THE TASK: Every line that appears in the listing is to be set down verbatim.

+ + +

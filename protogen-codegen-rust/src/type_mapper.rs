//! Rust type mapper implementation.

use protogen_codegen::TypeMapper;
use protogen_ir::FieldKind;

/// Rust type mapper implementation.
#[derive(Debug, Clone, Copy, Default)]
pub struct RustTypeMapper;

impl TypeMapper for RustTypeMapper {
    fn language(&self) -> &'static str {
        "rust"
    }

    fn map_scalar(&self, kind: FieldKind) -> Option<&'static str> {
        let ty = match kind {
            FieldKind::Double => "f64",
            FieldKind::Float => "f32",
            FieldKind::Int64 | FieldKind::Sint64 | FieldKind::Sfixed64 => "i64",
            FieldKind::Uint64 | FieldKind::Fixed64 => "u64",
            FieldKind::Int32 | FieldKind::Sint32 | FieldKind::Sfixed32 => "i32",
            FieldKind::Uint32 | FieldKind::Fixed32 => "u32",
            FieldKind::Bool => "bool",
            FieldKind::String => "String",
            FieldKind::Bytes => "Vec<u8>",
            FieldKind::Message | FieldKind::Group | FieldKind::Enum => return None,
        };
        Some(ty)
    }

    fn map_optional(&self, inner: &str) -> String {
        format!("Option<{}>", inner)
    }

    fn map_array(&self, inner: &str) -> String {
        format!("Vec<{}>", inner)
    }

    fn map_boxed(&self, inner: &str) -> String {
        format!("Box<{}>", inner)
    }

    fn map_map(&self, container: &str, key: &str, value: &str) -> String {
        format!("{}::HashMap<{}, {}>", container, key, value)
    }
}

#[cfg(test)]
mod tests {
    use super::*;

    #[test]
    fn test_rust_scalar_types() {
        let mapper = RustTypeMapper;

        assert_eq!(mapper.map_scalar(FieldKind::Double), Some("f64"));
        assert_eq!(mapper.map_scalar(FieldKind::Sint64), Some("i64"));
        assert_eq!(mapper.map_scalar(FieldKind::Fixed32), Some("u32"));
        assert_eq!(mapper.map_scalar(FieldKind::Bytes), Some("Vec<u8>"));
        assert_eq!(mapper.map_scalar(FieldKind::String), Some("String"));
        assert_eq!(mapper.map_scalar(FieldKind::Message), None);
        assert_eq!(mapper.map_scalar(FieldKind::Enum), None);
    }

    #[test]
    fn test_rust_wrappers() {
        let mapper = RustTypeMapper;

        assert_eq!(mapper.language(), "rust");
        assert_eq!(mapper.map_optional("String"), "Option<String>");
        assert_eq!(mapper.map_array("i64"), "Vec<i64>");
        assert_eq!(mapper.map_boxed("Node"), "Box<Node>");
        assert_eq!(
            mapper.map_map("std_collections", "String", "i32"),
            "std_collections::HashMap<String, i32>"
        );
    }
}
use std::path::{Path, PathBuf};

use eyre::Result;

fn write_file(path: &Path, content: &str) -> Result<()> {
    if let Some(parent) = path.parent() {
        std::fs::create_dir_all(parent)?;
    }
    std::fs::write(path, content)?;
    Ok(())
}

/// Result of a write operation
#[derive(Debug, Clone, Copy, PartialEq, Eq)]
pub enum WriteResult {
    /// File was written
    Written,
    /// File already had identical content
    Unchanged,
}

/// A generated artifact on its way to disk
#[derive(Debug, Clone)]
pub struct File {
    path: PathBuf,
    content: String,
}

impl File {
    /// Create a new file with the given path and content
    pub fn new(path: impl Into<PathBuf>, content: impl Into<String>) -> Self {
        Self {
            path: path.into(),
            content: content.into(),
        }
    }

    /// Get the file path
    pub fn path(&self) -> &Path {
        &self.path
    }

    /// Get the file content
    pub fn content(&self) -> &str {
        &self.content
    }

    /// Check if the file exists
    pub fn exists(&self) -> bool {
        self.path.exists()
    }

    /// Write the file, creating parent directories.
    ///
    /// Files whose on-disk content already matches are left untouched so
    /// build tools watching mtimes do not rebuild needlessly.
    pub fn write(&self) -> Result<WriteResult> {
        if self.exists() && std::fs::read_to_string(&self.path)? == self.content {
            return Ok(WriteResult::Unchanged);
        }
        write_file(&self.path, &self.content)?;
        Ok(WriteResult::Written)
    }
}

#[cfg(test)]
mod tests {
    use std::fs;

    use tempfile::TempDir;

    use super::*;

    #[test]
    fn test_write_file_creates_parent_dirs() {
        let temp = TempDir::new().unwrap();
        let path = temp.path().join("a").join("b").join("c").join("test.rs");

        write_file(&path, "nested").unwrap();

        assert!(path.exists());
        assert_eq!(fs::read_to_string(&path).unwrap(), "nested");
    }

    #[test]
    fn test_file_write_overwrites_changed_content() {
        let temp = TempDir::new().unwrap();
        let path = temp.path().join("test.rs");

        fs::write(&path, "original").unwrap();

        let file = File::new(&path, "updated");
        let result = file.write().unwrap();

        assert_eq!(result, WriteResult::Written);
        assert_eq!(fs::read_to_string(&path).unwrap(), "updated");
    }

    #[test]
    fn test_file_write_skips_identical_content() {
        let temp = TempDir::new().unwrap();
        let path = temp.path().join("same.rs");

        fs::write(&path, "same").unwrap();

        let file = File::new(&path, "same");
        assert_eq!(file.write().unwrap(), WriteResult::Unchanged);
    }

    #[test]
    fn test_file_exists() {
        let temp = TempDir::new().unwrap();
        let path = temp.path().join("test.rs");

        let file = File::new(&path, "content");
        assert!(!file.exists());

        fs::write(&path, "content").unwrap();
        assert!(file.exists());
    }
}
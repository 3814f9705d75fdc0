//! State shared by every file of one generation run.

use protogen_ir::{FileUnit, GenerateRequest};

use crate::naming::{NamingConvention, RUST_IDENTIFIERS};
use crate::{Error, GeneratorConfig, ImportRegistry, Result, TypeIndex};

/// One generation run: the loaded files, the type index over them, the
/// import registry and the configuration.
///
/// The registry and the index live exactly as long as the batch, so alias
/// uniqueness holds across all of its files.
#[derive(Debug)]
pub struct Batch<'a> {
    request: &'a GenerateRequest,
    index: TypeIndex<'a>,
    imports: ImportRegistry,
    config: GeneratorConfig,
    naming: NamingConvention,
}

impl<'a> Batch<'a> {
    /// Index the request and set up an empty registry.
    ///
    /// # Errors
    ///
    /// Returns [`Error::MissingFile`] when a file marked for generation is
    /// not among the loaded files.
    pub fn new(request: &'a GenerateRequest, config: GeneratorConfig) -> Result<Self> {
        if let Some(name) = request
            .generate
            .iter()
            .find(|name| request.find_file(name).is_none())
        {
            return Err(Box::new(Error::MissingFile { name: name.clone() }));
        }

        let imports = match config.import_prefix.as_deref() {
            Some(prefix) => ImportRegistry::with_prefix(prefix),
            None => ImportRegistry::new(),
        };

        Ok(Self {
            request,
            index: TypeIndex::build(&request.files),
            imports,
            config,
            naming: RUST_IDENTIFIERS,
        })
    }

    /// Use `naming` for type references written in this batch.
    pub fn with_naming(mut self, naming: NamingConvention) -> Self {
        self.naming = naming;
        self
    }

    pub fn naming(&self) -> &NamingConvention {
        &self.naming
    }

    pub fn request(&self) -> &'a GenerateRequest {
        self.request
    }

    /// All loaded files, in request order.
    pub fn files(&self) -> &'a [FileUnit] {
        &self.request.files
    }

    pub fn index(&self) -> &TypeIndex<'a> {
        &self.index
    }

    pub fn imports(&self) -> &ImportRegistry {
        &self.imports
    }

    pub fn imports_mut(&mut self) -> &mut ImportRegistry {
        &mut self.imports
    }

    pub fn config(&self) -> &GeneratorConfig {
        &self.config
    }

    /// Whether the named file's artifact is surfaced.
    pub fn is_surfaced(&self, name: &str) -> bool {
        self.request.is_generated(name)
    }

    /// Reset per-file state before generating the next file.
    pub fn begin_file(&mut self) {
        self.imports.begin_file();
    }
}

+ + +

REPLY TO THE EXERCISE:
filename protogen-codegen-rust/src/type_mapper.rs
//! Rust type mapper implementation.

use protogen_codegen::TypeMapper;
use protogen_ir::FieldKind;

/// Rust type mapper implementation.
#[derive(Debug, Clone, Copy, Default)]
pub struct RustTypeMapper;

impl TypeMapper for RustTypeMapper {
    fn language(&self) -> &'static str {
        "rust"
    }

    fn map_scalar(&self, kind: FieldKind) -> Option<&'static str> {
        let ty = match kind {
            FieldKind::Double => "f64",
            FieldKind::Float => "f32",
            FieldKind::Int64 | FieldKind::Sint64 | FieldKind::Sfixed64 => "i64",
            FieldKind::Uint64 | FieldKind::Fixed64 => "u64",
            FieldKind::Int32 | FieldKind::Sint32 | FieldKind::Sfixed32 => "i32",
            FieldKind::Uint32 | FieldKind::Fixed32 => "u32",
            FieldKind::Bool => "bool",
            FieldKind::String => "String",
            FieldKind::Bytes => "Vec<u8>",
            FieldKind::Message | FieldKind::Group | FieldKind::Enum => return None,
        };
        Some(ty)
    }

    fn map_optional(&self, inner: &str) -> String {
        format!("Option<{}>", inner)
    }

    fn map_array(&self, inner: &str) -> String {
        format!("Vec<{}>", inner)
    }

    fn map_boxed(&self, inner: &str) -> String {
        format!("Box<{}>", inner)
    }

    fn map_map(&self, container: &str, key: &str, value: &str) -> String {
        format!("{}::HashMap<{}, {}>", container, key, value)
    }
}

#[cfg(test)]
mod tests {
    use super::*;

    #[test]
    fn test_rust_scalar_types() {
        let mapper = RustTypeMapper;

        assert_eq!(mapper.map_scalar(FieldKind::Double), Some("f64"));
        assert_eq!(mapper.map_scalar(FieldKind::Sint64), Some("i64"));
        assert_eq!(mapper.map_scalar(FieldKind::Fixed32), Some("u32"));
        assert_eq!(mapper.map_scalar(FieldKind::Bytes), Some("Vec<u8>"));
        assert_eq!(mapper.map_scalar(FieldKind::String), Some("String"));
        assert_eq!(mapper.map_scalar(FieldKind::Message), None);
        assert_eq!(mapper.map_scalar(FieldKind::Enum), None);
    }

    #[test]
    fn test_rust_wrappers() {
        let mapper = RustTypeMapper;

        assert_eq!(mapper.language(), "rust");
        assert_eq!(mapper.map_optional("String"), "Option<String>");
        assert_eq!(mapper.map_array("i64"), "Vec<i64>");
        assert_eq!(mapper.map_boxed("Node"), "Box<Node>");
        assert_eq!(
            mapper.map_map("std_collections", "String", "i32"),
            "std_collections::HashMap<String, i32>"
        );
    }
}
use std::path::{Path, PathBuf};

use eyre::Result;

fn write_file(path: &Path, content: &str) -> Result<()> {
    if let Some(parent) = path.parent() {
        std::fs::create_dir_all(parent)?;
    }
    std::fs::write(path, content)?;
    Ok(())
}

/// Result of a write operation
#[derive(Debug, Clone, Copy, PartialEq, Eq)]
pub enum WriteResult {
    /// File was written
    Written,
    /// File already had identical content
    Unchanged,
}

/// A generated artifact on its way to disk
#[derive(Debug, Clone)]
pub struct File {
    path: PathBuf,
    content: String,
}

impl File {
    /// Create a new file with the given path and content
    pub fn new(path: impl Into<PathBuf>, content: impl Into<String>) -> Self {
        Self {
            path: path.into(),
            content: content.into(),
        }
    }

    /// Get the file path
    pub fn path(&self) -> &Path {
        &self.path
    }

    /// Get the file content
    pub fn content(&self) -> &str {
        &self.content
    }

    /// Check if the file exists
    pub fn exists(&self) -> bool {
        self.path.exists()
    }

    /// Write the file, creating parent directories.
    ///
    /// Files whose on-disk content already matches are left untouched so
    /// build tools watching mtimes do not rebuild needlessly.
    pub fn write(&self) -> Result<WriteResult> {
        if self.exists() && std::fs::read_to_string(&self.path)? == self.content {
            return Ok(WriteResult::Unchanged);
        }
        write_file(&self.path, &self.content)?;
        Ok(WriteResult::Written)
    }
}

#[cfg(test)]
mod tests {
    use std::fs;

    use tempfile::TempDir;

    use super::*;

    #[test]
    fn test_write_file_creates_parent_dirs() {
        let temp = TempDir::new().unwrap();
        let path = temp.path().join("a").join("b").join("c").join("test.rs");

        write_file(&path, "nested").unwrap();

        assert!(path.exists());
        assert_eq!(fs::read_to_string(&path).unwrap(), "nested");
    }

    #[test]
    fn test_file_write_overwrites_changed_content() {
        let temp = TempDir::new().unwrap();
        let path = temp.path().join("test.rs");

        fs::write(&path, "original").unwrap();

        let file = File::new(&path, "updated");
        let result = file.write().unwrap();

        assert_eq!(result, WriteResult::Written);
        assert_eq!(fs::read_to_string(&path).unwrap(), "updated");
    }

    #[test]
    fn test_file_write_skips_identical_content() {
        let temp = TempDir::new().unwrap();
        let path = temp.path().join("same.rs");

        fs::write(&path, "same").unwrap();

        let file = File::new(&path, "same");
        assert_eq!(file.write().unwrap(), WriteResult::Unchanged);
    }

    #[test]
    fn test_file_exists() {
        let temp = TempDir::new().unwrap();
        let path = temp.path().join("test.rs");

        let file = File::new(&path, "content");
        assert!(!file.exists());

        fs::write(&path, "content").unwrap();
        assert!(file.exists());
    }
}
repository 3814f9705d75fdc0
//! State shared by every file of one generation run.

use protogen_ir::{FileUnit, GenerateRequest};

use crate::naming::{NamingConvention, RUST_IDENTIFIERS};
use crate::{Error, GeneratorConfig, ImportRegistry, Result, TypeIndex};

/// One generation run: the loaded files, the type index over them, the
/// import registry and the configuration.
///
/// The registry and the index live exactly as long as the batch, so alias
/// uniqueness holds across all of its files.
#[derive(Debug)]
pub struct Batch<'a> {
    request: &'a GenerateRequest,
    index: TypeIndex<'a>,
    imports: ImportRegistry,
    config: GeneratorConfig,
    naming: NamingConvention,
}

impl<'a> Batch<'a> {
    /// Index the request and set up an empty registry.
    ///
    /// # Errors
    ///
    /// Returns [`Error::MissingFile`] when a file marked for generation is
    /// not among the loaded files.
    pub fn new(request: &'a GenerateRequest, config: GeneratorConfig) -> Result<Self> {
        if let Some(name) = request
            .generate
            .iter()
            .find(|name| request.find_file(name).is_none())
        {
            return Err(Box::new(Error::MissingFile { name: name.clone() }));
        }

        let imports = match config.import_prefix.as_deref() {
            Some(prefix) => ImportRegistry::with_prefix(prefix),
            None => ImportRegistry::new(),
        };

        Ok(Self {
            request,
            index: TypeIndex::build(&request.files),
            imports,
            config,
            naming: RUST_IDENTIFIERS,
        })
    }

    /// Use `naming` for type references written in this batch.
    pub fn with_naming(mut self, naming: NamingConvention) -> Self {
        self.naming = naming;
        self
    }

    pub fn naming(&self) -> &NamingConvention {
        &self.naming
    }

    pub fn request(&self) -> &'a GenerateRequest {
        self.request
    }

    /// All loaded files, in request order.
    pub fn files(&self) -> &'a [FileUnit] {
        &self.request.files
    }

    pub fn index(&self) -> &TypeIndex<'a> {
        &self.index
    }

    pub fn imports(&self) -> &ImportRegistry {
        &self.imports
    }

    pub fn imports_mut(&mut self) -> &mut ImportRegistry {
        &mut self.imports
    }

    pub fn config(&self) -> &GeneratorConfig {
        &self.config
    }

    /// Whether the named file's artifact is surfaced.
    pub fn is_surfaced(&self, name: &str) -> bool {
        self.request.is_generated(name)
    }

    /// Reset per-file state before generating the next file.
    pub fn begin_file(&mut self) {
        self.imports.begin_file();
    }
}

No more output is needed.